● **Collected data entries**
****
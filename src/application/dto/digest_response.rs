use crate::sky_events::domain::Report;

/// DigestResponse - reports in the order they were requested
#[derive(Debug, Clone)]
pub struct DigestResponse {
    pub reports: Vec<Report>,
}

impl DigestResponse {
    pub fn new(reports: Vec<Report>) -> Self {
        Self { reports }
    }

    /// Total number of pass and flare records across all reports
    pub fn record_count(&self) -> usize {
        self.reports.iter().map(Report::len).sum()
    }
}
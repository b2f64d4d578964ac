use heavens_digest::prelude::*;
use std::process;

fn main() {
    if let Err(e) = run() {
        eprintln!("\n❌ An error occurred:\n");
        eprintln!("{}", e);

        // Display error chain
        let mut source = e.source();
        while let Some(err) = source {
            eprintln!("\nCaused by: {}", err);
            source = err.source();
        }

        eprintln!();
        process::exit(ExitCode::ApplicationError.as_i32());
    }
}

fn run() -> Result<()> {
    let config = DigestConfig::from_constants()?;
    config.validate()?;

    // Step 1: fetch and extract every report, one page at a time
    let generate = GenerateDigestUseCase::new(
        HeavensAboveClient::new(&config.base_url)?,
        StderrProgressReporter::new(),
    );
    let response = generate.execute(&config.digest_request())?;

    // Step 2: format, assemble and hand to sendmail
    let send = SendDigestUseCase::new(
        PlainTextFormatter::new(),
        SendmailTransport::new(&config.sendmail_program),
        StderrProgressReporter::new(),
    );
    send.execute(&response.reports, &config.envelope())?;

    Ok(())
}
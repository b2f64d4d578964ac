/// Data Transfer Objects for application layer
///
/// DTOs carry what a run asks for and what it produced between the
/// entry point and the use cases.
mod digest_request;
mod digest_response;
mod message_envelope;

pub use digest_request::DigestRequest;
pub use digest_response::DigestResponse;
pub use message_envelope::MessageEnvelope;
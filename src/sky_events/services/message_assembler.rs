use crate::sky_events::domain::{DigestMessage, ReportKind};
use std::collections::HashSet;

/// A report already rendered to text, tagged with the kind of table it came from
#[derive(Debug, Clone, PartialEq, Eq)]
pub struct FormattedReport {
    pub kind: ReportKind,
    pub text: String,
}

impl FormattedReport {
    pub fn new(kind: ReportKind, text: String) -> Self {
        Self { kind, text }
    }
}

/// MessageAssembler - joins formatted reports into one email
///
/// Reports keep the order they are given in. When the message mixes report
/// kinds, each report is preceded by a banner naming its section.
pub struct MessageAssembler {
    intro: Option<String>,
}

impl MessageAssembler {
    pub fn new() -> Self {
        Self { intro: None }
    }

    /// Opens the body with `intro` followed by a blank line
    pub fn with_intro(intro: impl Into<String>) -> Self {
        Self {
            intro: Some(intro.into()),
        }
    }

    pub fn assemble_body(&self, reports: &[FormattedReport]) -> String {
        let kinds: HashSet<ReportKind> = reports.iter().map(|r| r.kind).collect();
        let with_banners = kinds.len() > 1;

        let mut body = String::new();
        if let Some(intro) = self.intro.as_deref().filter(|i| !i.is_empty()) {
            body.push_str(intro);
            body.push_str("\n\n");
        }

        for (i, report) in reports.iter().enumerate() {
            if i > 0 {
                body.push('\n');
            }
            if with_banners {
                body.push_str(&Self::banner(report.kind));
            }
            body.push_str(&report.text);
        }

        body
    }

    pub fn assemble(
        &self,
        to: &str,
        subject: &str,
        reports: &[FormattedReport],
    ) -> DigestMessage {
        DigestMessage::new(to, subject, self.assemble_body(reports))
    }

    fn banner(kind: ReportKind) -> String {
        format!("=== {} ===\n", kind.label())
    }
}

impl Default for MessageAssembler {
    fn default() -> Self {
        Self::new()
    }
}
****
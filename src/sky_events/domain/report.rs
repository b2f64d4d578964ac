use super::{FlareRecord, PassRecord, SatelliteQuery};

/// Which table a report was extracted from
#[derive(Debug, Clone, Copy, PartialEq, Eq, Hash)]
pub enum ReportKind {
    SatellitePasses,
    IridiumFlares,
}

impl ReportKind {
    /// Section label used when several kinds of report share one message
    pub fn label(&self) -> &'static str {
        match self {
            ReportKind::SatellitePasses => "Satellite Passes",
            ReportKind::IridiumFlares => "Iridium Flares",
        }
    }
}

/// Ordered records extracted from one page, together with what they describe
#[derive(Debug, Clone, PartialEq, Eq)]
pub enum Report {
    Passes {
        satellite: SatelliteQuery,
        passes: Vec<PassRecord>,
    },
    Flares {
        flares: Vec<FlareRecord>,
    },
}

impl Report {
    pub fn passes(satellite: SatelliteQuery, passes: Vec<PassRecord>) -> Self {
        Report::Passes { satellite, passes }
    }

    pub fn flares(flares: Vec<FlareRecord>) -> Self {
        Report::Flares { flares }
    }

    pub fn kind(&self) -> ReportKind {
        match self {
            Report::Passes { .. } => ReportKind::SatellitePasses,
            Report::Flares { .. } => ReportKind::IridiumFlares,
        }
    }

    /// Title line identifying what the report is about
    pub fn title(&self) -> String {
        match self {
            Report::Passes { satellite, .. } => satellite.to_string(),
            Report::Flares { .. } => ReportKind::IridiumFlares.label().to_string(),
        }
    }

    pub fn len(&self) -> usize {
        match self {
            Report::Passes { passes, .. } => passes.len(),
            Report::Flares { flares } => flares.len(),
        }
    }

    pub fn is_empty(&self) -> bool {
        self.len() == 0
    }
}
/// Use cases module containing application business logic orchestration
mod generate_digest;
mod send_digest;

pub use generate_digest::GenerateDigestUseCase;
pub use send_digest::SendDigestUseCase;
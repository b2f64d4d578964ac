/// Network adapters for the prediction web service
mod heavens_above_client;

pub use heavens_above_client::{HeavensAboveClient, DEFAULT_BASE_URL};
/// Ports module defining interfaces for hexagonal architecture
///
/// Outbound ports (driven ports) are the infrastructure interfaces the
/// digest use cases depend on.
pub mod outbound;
****
● **Task brief**
Tell how many lines in the data include the string "records". Reply with the number and no other text.

● **Written response**
2